A nova estrutura, afirma, permite ao órgão fiscalizar com mais rapidez.
— Nas últimas semanas ficou bem claro que a atuação fiscalizatória da ANPD está se movendo com mais velocidade e qualidade — afirmou.
Segundo a diretora, essa mudança deve se refletir na atuação da agência nos próximos meses, inclusive na fiscalização de outras plataformas e redes sociais.
— A gente pode esperar, sim, uma atuação muito mais forte e incidente nos próximos meses — disse.
Neste mês, a ANPD determinou a suspensão de ferramentas de vídeo do Discord no Brasil após a morte de uma adolescente durante uma transmissão ao vivo.
A medida foi preventiva e não envolveu multa.
A plataforma deverá adotar medidas para proteger menores durante o uso do serviço, conforme determina o ECA Digital.
A diretora afirmou que o caso do TikTok foi analisado com base na Lei Geral de Proteção de Dados (LGPD), por se tratar de um processo iniciado antes da entrada em vigor do ECA Digital.
Segundo ela, a agência já abriu novas frentes de monitoramento das regras voltadas à proteção de crianças e adolescentes nas redes sociais.
As violações do TikTok
Depois das sanções aplicadas ao Discord há duas semanas, a ANPD fechou o cerco contra mais uma rede social.
A agência reguladora afirma que o TikTok violou a proteção de dados de pelo menos 20% das crianças brasileiras, que tiveram o feed no aplicativo personalizado com conteúdos e anúncios de acordo com informações capturadas sobre seu comportamento na rede social.
O número — calculado com base nas 7,75 milhões de contas removidas pela plataforma de outubro de 2022 a setembro de 2023 após rever seu mecanismo pouco efetivo de verificação de idade ao cadastrá-las — pode ser “exponencialmente maior”, diz a ANPD.
Isso porque a personalização do feed e a monetização dos dados coletados também eram feitas com usuários não cadastrados.
O feed é a página por onde o usuário navega para ver os conteúdos, deslizando o dedo de baixo para cima para assistir um vídeo novo após o outro.
Por conta de violações à Lei Geral de Proteção de Dados (LGPD) no tratamento de dados pessoais de crianças e adolescentes, a agência multou a ByteDance Brasil, responsável pelo TikTok no país, em R$ 153,7 milhões.
A decisão foi publicada ontem no Diário Oficial da União.
É a maior punição já aplicada pelo governo brasileiro a uma bigtech e a primeira sanção financeira definitiva imposta pela ANPD desde sua criação, em 2018.

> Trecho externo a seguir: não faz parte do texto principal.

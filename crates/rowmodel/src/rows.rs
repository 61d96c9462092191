//! Row collection with change notifications.
//!
//! [`Rows`] owns the ordered backing sequence shared by both model variants
//! and reports every structural change through [`TableSignals`], so a view
//! can repaint only the affected region. Models deref to their `Rows`, so
//! all of these operations are available directly on a model.
//!
//! Index validity is the caller's contract: positional operations index the
//! underlying `Vec` directly and panic on out-of-range positions.
//! Equality-based operations that find no match are silent no-ops.

use std::cmp::Ordering;

use parking_lot::RwLock;

use crate::signal::Signal;

/// The change notifications a table model emits.
///
/// Views connect to these to stay synchronized with the model. Row-range
/// signals carry inclusive `(first, last)` bounds; `data_changed` means the
/// whole table must be re-read.
pub struct TableSignals {
    /// Emitted when the table changed wholesale (bulk replace, clear,
    /// batch append, full refresh).
    pub data_changed: Signal<()>,
    /// Emitted after rows have been inserted. Args: (first row, last row).
    pub rows_inserted: Signal<(usize, usize)>,
    /// Emitted after existing rows changed in place. Args: (first, last).
    pub rows_updated: Signal<(usize, usize)>,
    /// Emitted after rows have been removed. Args: (first, last), the
    /// positions the rows held before removal.
    pub rows_removed: Signal<(usize, usize)>,
}

impl Default for TableSignals {
    fn default() -> Self {
        Self::new()
    }
}

impl TableSignals {
    /// Creates a new set of table signals.
    pub fn new() -> Self {
        Self {
            data_changed: Signal::new(),
            rows_inserted: Signal::new(),
            rows_updated: Signal::new(),
            rows_removed: Signal::new(),
        }
    }
}

/// An observable, ordered collection of rows.
///
/// Every mutation emits the matching [`TableSignals`] notification after the
/// collection has been updated, so slots observe the post-change state.
pub struct Rows<T> {
    rows: RwLock<Vec<T>>,
    signals: TableSignals,
}

impl<T> Default for Rows<T> {
    fn default() -> Self {
        Self::new()
    }
}

impl<T> Rows<T> {
    /// Creates an empty collection.
    pub fn new() -> Self {
        Self::from_vec(Vec::new())
    }

    /// Creates a collection over existing rows.
    pub fn from_vec(rows: Vec<T>) -> Self {
        Self {
            rows: RwLock::new(rows),
            signals: TableSignals::new(),
        }
    }

    /// The signals this collection emits.
    pub fn signals(&self) -> &TableSignals {
        &self.signals
    }

    /// The number of rows.
    pub fn len(&self) -> usize {
        self.rows.read().len()
    }

    /// Returns `true` if the collection holds no rows.
    pub fn is_empty(&self) -> bool {
        self.rows.read().is_empty()
    }

    /// Read-only access to the rows.
    pub fn rows(&self) -> impl std::ops::Deref<Target = Vec<T>> + '_ {
        self.rows.read()
    }

    /// Replaces the entire backing sequence.
    ///
    /// An empty `rows` clears the table. Emits `data_changed`.
    pub fn set_all(&self, rows: Vec<T>) {
        *self.rows.write() = rows;
        self.signals.data_changed.emit(());
    }

    /// Appends a row to the end. Emits `rows_inserted` at the new last index.
    pub fn push(&self, row: T) {
        let index = {
            let mut rows = self.rows.write();
            rows.push(row);
            rows.len() - 1
        };
        self.signals.rows_inserted.emit((index, index));
    }

    /// Appends a batch of rows to the end.
    ///
    /// Batch granularity collapses to a single `data_changed` rather than
    /// one `rows_inserted` per row.
    pub fn extend<I: IntoIterator<Item = T>>(&self, rows: I) {
        self.rows.write().extend(rows);
        self.signals.data_changed.emit(());
    }

    /// Inserts a row at `index`, shifting subsequent rows down.
    ///
    /// Emits `rows_inserted` at `index`.
    ///
    /// # Panics
    ///
    /// Panics if `index > len()`.
    pub fn insert(&self, index: usize, row: T) {
        self.rows.write().insert(index, row);
        self.signals.rows_inserted.emit((index, index));
    }

    /// Inserts a row at its sorted position, determined by a front-to-back
    /// scan: the row lands immediately before the first existing row that
    /// `compare` places after it, or at the end if there is none.
    ///
    /// `compare` is called as `compare(&new, existing)`; `Ordering::Less`
    /// means the new row comes first. The scan is O(n). Returns the
    /// insertion position and emits `rows_inserted` there.
    pub fn insert_sorted<F>(&self, row: T, compare: F) -> usize
    where
        F: Fn(&T, &T) -> Ordering,
    {
        let index = {
            let mut rows = self.rows.write();
            let index = rows
                .iter()
                .position(|existing| compare(&row, existing) == Ordering::Less)
                .unwrap_or(rows.len());
            rows.insert(index, row);
            index
        };
        self.signals.rows_inserted.emit((index, index));
        index
    }

    /// Overwrites the row at `index`, returning the previous row.
    ///
    /// Emits `rows_updated` at `index`.
    ///
    /// # Panics
    ///
    /// Panics if `index` is out of range.
    pub fn replace(&self, index: usize, row: T) -> T {
        let old = std::mem::replace(&mut self.rows.write()[index], row);
        self.signals.rows_updated.emit((index, index));
        old
    }

    /// Provides mutable access to the row at `index` via a closure.
    ///
    /// Returns `None` without emitting if `index` is out of range;
    /// otherwise emits `rows_updated` at `index` after the closure runs.
    pub fn modify<F, R>(&self, index: usize, f: F) -> Option<R>
    where
        F: FnOnce(&mut T) -> R,
    {
        let result = {
            let mut rows = self.rows.write();
            let row = rows.get_mut(index)?;
            f(row)
        };
        self.signals.rows_updated.emit((index, index));
        Some(result)
    }

    /// Re-announces the row at `index` without changing it, so the view
    /// redraws it. Emits `rows_updated` at `index`.
    pub fn touch(&self, index: usize) {
        self.signals.rows_updated.emit((index, index));
    }

    /// Re-announces the whole table without changing it.
    /// Emits `data_changed`.
    pub fn touch_all(&self) {
        self.signals.data_changed.emit(());
    }

    /// Removes and returns the row at `index`; rows after it shift up.
    ///
    /// Emits `rows_removed` at `index`.
    ///
    /// # Panics
    ///
    /// Panics if `index` is out of range.
    pub fn remove(&self, index: usize) -> T {
        let row = self.rows.write().remove(index);
        self.signals.rows_removed.emit((index, index));
        row
    }

    /// Removes all rows. Emits `data_changed`.
    pub fn clear(&self) {
        self.rows.write().clear();
        self.signals.data_changed.emit(());
    }

    /// Sorts the rows with the provided comparator. Emits `data_changed`.
    pub fn sort_by<F>(&self, compare: F)
    where
        F: FnMut(&T, &T) -> Ordering,
    {
        self.rows.write().sort_by(compare);
        self.signals.data_changed.emit(());
    }
}

impl<T: Clone> Rows<T> {
    /// A clone of the row at `index`, or `None` if out of range.
    pub fn get(&self, index: usize) -> Option<T> {
        self.rows.read().get(index).cloned()
    }
}

impl<T: PartialEq> Rows<T> {
    /// Locates `row` by equality and re-announces it.
    ///
    /// Returns the found index after emitting `rows_updated` there, or
    /// `None` (no emission, no state change) if the row is absent.
    pub fn touch_row(&self, row: &T) -> Option<usize> {
        let index = self.rows.read().iter().position(|r| r == row)?;
        self.signals.rows_updated.emit((index, index));
        Some(index)
    }

    /// Locates `row` by equality and removes it.
    ///
    /// Returns the removed row after emitting `rows_removed` at its former
    /// index. An absent row is a no-op returning `None`.
    pub fn remove_row(&self, row: &T) -> Option<T> {
        let (index, removed) = {
            let mut rows = self.rows.write();
            let index = rows.iter().position(|r| r == row)?;
            (index, rows.remove(index))
        };
        self.signals.rows_removed.emit((index, index));
        Some(removed)
    }
}

#[cfg(test)]
mod tests {
    use super::*;
    use parking_lot::Mutex;
    use std::sync::Arc;

    /// Records every notification a `Rows` emits, in order.
    #[derive(Clone)]
    struct Recorder {
        events: Arc<Mutex<Vec<(&'static str, usize, usize)>>>,
    }

    impl Recorder {
        fn attach<T>(rows: &Rows<T>) -> Self {
            let recorder = Self {
                events: Arc::new(Mutex::new(Vec::new())),
            };

            let events = recorder.events.clone();
            rows.signals().data_changed.connect(move |_| {
                events.lock().push(("data_changed", 0, 0));
            });
            let events = recorder.events.clone();
            rows.signals()
                .rows_inserted
                .connect(move |&(first, last)| {
                    events.lock().push(("inserted", first, last));
                });
            let events = recorder.events.clone();
            rows.signals().rows_updated.connect(move |&(first, last)| {
                events.lock().push(("updated", first, last));
            });
            let events = recorder.events.clone();
            rows.signals().rows_removed.connect(move |&(first, last)| {
                events.lock().push(("removed", first, last));
            });

            recorder
        }

        fn take(&self) -> Vec<(&'static str, usize, usize)> {
            std::mem::take(&mut *self.events.lock())
        }
    }

    #[test]
    fn test_push_notifies_last_index() {
        let rows = Rows::new();
        let recorder = Recorder::attach(&rows);

        rows.push("a");
        rows.push("b");

        assert_eq!(rows.len(), 2);
        assert_eq!(recorder.take(), vec![("inserted", 0, 0), ("inserted", 1, 1)]);
    }

    #[test]
    fn test_extend_collapses_to_data_changed() {
        let rows = Rows::new();
        let recorder = Recorder::attach(&rows);

        rows.extend(["a", "b", "c"]);

        assert_eq!(rows.len(), 3);
        assert_eq!(recorder.take(), vec![("data_changed", 0, 0)]);
    }

    #[test]
    fn test_insert_notifies_at_insertion_index() {
        // Regression: the notification must name the insertion position,
        // not the new tail position.
        let rows = Rows::from_vec(vec!["a", "c", "d"]);
        let recorder = Recorder::attach(&rows);

        rows.insert(1, "b");

        assert_eq!(*rows.rows(), vec!["a", "b", "c", "d"]);
        assert_eq!(recorder.take(), vec![("inserted", 1, 1)]);
    }

    #[test]
    fn test_insert_sorted_keeps_order() {
        let rows = Rows::new();

        for value in [5, 1, 4, 2, 3] {
            rows.insert_sorted(value, |a, b| a.cmp(b));
        }

        assert_eq!(*rows.rows(), vec![1, 2, 3, 4, 5]);
    }

    #[test]
    fn test_insert_sorted_reports_position() {
        let rows = Rows::from_vec(vec![10, 30]);
        let recorder = Recorder::attach(&rows);

        let index = rows.insert_sorted(20, |a, b| a.cmp(b));

        assert_eq!(index, 1);
        assert_eq!(recorder.take(), vec![("inserted", 1, 1)]);

        // No greater element: appends.
        let index = rows.insert_sorted(40, |a, b| a.cmp(b));
        assert_eq!(index, 3);
    }

    #[test]
    fn test_insert_sorted_into_empty_appends() {
        let rows = Rows::new();
        assert_eq!(rows.insert_sorted(7, |a, b| a.cmp(b)), 0);
        assert_eq!(*rows.rows(), vec![7]);
    }

    #[test]
    fn test_replace_returns_old_row() {
        let rows = Rows::from_vec(vec!["a", "b"]);
        let recorder = Recorder::attach(&rows);

        let old = rows.replace(1, "B");

        assert_eq!(old, "b");
        assert_eq!(*rows.rows(), vec!["a", "B"]);
        assert_eq!(recorder.take(), vec![("updated", 1, 1)]);
    }

    #[test]
    fn test_remove_shifts_following_rows() {
        let rows = Rows::from_vec(vec!["a", "b", "c"]);
        let recorder = Recorder::attach(&rows);

        let removed = rows.remove(1);

        assert_eq!(removed, "b");
        assert_eq!(*rows.rows(), vec!["a", "c"]);
        assert_eq!(recorder.take(), vec![("removed", 1, 1)]);
    }

    #[test]
    fn test_remove_row_miss_is_noop() {
        // Regression: a miss must not emit anything or touch the rows,
        // rather than "removing" an invalid position.
        let rows = Rows::from_vec(vec!["a", "b"]);
        let recorder = Recorder::attach(&rows);

        assert_eq!(rows.remove_row(&"z"), None);

        assert_eq!(rows.len(), 2);
        assert!(recorder.take().is_empty());
    }

    #[test]
    fn test_remove_row_hit() {
        let rows = Rows::from_vec(vec!["a", "b", "c"]);
        let recorder = Recorder::attach(&rows);

        assert_eq!(rows.remove_row(&"b"), Some("b"));
        assert_eq!(recorder.take(), vec![("removed", 1, 1)]);
    }

    #[test]
    fn test_touch_row_miss_is_noop() {
        let rows = Rows::from_vec(vec![1, 2, 3]);
        let recorder = Recorder::attach(&rows);

        assert_eq!(rows.touch_row(&9), None);
        assert!(recorder.take().is_empty());

        assert_eq!(rows.touch_row(&2), Some(1));
        assert_eq!(recorder.take(), vec![("updated", 1, 1)]);
    }

    #[test]
    fn test_touch_and_touch_all() {
        let rows = Rows::from_vec(vec!["a"]);
        let recorder = Recorder::attach(&rows);

        rows.touch(0);
        rows.touch_all();

        assert_eq!(recorder.take(), vec![("updated", 0, 0), ("data_changed", 0, 0)]);
    }

    #[test]
    fn test_set_all_and_clear() {
        let rows = Rows::from_vec(vec![1, 2]);
        let recorder = Recorder::attach(&rows);

        rows.set_all(vec![3, 4, 5]);
        assert_eq!(rows.len(), 3);

        rows.clear();
        assert_eq!(rows.len(), 0);
        assert!(rows.is_empty());

        assert_eq!(
            recorder.take(),
            vec![("data_changed", 0, 0), ("data_changed", 0, 0)]
        );
    }

    #[test]
    fn test_set_all_empty_clears() {
        let rows = Rows::from_vec(vec![1, 2]);
        rows.set_all(Vec::new());
        assert!(rows.is_empty());
    }

    #[test]
    fn test_modify_emits_update() {
        let rows = Rows::from_vec(vec![String::from("a")]);
        let recorder = Recorder::attach(&rows);

        let len = rows.modify(0, |s| {
            s.push('x');
            s.len()
        });

        assert_eq!(len, Some(2));
        assert_eq!(recorder.take(), vec![("updated", 0, 0)]);
        assert_eq!(rows.modify(5, |_| ()), None);
        assert!(recorder.take().is_empty());
    }

    #[test]
    fn test_sort_by() {
        let rows = Rows::from_vec(vec![3, 1, 2]);
        let recorder = Recorder::attach(&rows);

        rows.sort_by(|a, b| a.cmp(b));

        assert_eq!(*rows.rows(), vec![1, 2, 3]);
        assert_eq!(recorder.take(), vec![("data_changed", 0, 0)]);
    }
}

— Para calcular o valor da multa, a gente avaliou a gravidade da infração, o quantitativo do público afetado e o fato de que, como eram crianças e adolescentes, é uma situação mais grave, um risco de dano maior, pois é um público hipervulnerável — explicou Fabrício Lopes, superintendente de Fiscalização da ANPD.
O processo de fiscalização se deu a partir de denúncia recebida pela Coordenação-Geral de Fiscalização da ANPD em 23 de março de 2021.
Nela, o TikTok é acusado de coletar dados pessoais de usuários mesmo que eles não tenham se cadastrado na plataforma.
Segundo o órgão fiscalizador, a empresa não adotou medidas eficazes para impedir o cadastro de menores de idade, cujos dados sobre uso da plataforma não eram tratados da forma prevista da LGPD.
Os usuários cadastrados eram monetizados, com personalização publicitária do feed.
— Esse tratamento (de dados), além de estar em desacordo com a lei, foi usado para oferecer publicidade para crianças e adolescentes num ambiente não era apropriado para eles.
A empresa não tomou as cautelas necessárias para que esses adolescentes fossem supervisionados na realização de cadastro — afirmou Lopes.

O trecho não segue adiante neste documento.